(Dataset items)

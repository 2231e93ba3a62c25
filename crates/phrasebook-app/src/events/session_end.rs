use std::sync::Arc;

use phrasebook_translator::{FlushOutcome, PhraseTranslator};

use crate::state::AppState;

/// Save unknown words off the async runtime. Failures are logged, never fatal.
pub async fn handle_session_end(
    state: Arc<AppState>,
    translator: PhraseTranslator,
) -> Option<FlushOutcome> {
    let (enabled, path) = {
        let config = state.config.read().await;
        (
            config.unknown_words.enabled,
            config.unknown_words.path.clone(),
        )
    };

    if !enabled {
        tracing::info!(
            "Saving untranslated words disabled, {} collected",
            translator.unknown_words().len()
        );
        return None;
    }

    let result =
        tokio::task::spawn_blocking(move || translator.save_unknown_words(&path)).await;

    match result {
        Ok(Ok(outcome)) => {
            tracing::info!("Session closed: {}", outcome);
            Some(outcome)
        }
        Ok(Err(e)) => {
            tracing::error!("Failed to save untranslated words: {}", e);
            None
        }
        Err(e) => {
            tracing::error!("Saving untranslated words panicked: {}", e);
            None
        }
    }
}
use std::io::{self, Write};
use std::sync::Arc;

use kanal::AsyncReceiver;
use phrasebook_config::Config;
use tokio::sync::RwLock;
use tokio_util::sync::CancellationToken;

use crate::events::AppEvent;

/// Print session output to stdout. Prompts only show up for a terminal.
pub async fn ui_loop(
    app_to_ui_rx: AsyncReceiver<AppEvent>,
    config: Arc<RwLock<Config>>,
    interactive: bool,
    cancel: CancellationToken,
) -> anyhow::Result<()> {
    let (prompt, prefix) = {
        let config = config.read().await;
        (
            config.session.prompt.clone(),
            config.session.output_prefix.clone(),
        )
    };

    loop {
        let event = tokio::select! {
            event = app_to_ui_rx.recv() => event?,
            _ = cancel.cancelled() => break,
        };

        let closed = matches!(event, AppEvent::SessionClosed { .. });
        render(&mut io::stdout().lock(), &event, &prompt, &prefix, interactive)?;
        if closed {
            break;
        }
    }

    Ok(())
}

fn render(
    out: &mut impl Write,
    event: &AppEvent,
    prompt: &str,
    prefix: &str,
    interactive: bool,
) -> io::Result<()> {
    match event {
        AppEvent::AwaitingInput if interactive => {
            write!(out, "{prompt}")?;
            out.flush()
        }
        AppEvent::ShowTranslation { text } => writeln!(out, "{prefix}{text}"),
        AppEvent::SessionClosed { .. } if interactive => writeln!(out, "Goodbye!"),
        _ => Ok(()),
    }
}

__Work order__. Find the lines above that contain the string "render" and answer with how many there are, nothing else.

__Reply to the exercise__. 2